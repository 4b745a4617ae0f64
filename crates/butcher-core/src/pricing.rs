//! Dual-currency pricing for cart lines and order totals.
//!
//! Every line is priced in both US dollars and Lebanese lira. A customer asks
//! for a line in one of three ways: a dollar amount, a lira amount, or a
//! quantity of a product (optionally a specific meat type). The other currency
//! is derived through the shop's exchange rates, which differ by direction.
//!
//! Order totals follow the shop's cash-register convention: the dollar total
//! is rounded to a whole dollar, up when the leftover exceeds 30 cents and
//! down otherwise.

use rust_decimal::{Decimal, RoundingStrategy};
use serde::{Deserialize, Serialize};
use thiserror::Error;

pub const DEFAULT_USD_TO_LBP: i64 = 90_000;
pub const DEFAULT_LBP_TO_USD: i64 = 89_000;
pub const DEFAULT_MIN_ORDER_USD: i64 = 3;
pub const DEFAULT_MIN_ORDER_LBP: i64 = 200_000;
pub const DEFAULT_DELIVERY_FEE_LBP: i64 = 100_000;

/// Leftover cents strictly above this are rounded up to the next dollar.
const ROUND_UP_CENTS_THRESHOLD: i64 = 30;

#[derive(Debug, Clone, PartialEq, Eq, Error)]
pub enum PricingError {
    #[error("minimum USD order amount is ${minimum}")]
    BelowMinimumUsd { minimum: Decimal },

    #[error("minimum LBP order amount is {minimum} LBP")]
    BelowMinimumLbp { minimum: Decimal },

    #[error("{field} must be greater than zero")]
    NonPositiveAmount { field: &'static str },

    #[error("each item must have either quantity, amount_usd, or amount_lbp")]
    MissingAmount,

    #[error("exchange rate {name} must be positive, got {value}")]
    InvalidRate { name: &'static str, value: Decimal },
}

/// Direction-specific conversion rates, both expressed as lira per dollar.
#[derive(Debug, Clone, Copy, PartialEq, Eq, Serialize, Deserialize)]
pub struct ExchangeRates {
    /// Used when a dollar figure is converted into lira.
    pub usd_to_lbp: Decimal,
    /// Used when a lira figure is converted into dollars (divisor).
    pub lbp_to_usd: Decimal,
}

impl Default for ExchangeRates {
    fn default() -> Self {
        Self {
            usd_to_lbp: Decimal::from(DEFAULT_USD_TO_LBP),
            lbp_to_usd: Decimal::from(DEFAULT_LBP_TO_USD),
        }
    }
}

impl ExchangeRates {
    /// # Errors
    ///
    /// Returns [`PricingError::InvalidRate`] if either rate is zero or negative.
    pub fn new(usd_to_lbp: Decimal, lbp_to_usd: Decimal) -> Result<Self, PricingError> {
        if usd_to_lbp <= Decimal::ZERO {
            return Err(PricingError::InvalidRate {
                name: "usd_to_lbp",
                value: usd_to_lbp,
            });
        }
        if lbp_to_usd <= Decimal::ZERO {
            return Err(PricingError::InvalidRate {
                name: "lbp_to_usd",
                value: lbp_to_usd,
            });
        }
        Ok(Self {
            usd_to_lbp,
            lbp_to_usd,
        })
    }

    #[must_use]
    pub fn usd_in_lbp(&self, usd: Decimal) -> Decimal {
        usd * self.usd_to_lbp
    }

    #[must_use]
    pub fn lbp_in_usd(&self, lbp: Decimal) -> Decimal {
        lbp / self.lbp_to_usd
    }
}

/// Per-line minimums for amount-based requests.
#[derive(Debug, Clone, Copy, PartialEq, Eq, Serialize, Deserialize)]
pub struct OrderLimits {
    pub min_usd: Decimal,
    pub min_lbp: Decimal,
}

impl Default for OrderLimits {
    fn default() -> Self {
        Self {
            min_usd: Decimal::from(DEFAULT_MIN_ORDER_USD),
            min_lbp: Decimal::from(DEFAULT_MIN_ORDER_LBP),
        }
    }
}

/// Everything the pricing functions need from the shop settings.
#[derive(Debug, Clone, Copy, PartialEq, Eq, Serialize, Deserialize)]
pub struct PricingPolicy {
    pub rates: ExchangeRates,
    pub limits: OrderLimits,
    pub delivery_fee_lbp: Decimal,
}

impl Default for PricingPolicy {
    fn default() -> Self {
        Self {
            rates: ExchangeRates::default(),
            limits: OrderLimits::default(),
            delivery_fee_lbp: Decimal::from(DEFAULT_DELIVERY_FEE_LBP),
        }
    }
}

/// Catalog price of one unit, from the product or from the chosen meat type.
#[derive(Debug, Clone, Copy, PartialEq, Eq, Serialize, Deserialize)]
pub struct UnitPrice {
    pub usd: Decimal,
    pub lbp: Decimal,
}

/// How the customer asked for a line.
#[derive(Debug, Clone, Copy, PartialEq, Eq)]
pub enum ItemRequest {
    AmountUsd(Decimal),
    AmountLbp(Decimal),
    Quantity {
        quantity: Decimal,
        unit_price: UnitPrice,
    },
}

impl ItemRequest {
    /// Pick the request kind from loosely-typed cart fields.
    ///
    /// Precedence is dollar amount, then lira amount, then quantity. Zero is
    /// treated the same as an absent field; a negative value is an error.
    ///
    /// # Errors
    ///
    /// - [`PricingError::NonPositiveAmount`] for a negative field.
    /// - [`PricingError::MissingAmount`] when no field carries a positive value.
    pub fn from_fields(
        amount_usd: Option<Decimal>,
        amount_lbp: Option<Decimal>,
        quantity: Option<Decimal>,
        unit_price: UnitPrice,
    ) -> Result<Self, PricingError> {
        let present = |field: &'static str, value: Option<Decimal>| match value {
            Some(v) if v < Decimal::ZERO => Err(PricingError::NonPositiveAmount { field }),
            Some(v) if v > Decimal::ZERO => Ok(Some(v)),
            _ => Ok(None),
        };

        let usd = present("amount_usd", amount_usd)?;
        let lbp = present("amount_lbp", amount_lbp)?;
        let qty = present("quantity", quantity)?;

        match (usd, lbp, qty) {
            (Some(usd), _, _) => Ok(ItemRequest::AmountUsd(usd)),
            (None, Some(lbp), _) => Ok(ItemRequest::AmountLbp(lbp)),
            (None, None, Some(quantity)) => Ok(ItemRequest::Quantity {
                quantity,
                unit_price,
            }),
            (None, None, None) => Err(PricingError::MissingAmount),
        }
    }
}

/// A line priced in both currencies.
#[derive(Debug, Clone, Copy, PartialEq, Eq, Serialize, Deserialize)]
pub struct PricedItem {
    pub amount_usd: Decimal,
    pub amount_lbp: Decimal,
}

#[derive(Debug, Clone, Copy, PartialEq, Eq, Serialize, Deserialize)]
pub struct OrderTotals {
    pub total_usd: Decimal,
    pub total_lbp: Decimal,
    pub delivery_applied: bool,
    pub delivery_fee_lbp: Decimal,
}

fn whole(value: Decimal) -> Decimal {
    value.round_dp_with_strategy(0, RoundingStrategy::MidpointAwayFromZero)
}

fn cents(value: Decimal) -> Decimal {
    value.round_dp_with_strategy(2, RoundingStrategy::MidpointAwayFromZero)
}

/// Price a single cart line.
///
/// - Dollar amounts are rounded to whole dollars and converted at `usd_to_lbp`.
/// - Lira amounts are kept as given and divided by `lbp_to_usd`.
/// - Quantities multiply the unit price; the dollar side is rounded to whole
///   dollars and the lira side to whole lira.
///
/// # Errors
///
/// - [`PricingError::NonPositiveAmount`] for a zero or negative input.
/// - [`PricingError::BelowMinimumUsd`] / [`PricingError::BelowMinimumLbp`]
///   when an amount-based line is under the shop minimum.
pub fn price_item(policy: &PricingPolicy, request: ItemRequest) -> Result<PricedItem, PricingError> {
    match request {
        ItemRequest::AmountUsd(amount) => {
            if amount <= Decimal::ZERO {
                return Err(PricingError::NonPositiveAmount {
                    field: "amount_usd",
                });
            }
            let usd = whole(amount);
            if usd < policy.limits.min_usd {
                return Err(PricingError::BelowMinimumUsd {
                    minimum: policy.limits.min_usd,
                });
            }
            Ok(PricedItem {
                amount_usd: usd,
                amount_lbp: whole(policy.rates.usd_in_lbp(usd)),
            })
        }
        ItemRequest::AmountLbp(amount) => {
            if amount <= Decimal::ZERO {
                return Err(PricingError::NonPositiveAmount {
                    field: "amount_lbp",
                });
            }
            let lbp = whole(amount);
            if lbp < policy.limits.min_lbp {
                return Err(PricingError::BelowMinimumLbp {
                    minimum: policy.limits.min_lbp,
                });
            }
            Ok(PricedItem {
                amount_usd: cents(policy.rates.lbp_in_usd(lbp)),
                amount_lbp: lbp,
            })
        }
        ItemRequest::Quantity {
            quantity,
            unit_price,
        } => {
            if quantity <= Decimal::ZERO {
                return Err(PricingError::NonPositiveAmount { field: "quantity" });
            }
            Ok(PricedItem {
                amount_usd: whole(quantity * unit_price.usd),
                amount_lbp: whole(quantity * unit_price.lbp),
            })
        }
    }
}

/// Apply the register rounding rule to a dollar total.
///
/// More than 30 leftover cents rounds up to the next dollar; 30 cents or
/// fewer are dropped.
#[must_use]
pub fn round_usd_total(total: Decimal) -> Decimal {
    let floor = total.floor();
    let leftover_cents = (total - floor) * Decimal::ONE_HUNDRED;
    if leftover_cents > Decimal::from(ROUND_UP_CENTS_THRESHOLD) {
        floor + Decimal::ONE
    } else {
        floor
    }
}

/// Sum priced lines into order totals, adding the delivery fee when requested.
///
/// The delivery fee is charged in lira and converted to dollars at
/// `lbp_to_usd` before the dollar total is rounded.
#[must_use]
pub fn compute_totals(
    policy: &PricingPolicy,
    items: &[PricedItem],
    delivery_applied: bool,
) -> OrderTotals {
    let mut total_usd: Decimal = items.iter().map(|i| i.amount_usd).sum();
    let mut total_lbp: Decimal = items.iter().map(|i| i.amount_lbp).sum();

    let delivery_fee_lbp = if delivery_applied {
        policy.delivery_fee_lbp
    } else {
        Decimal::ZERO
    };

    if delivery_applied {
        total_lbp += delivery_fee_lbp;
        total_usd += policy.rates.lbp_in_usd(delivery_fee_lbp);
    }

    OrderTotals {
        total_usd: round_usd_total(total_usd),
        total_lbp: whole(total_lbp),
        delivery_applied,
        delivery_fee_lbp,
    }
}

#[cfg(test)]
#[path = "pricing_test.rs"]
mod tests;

- _BRIEF_
Among the records above, a stretch begins at the line containing "USD order amount" and ends at the line containing "pub struct ExchangeRates". Restate that stretch word for word, and nothing else.

- _EXERCISE OUTPUT_
    #[error("minimum USD order amount is ${minimum}")]
    BelowMinimumUsd { minimum: Decimal },

    #[error("minimum LBP order amount is {minimum} LBP")]
    BelowMinimumLbp { minimum: Decimal },

    #[error("{field} must be greater than zero")]
    NonPositiveAmount { field: &'static str },

    #[error("each item must have either quantity, amount_usd, or amount_lbp")]
    MissingAmount,

    #[error("exchange rate {name} must be positive, got {value}")]
    InvalidRate { name: &'static str, value: Decimal },
}

/// Direction-specific conversion rates, both expressed as lira per dollar.
#[derive(Debug, Clone, Copy, PartialEq, Eq, Serialize, Deserialize)]
pub struct ExchangeRates {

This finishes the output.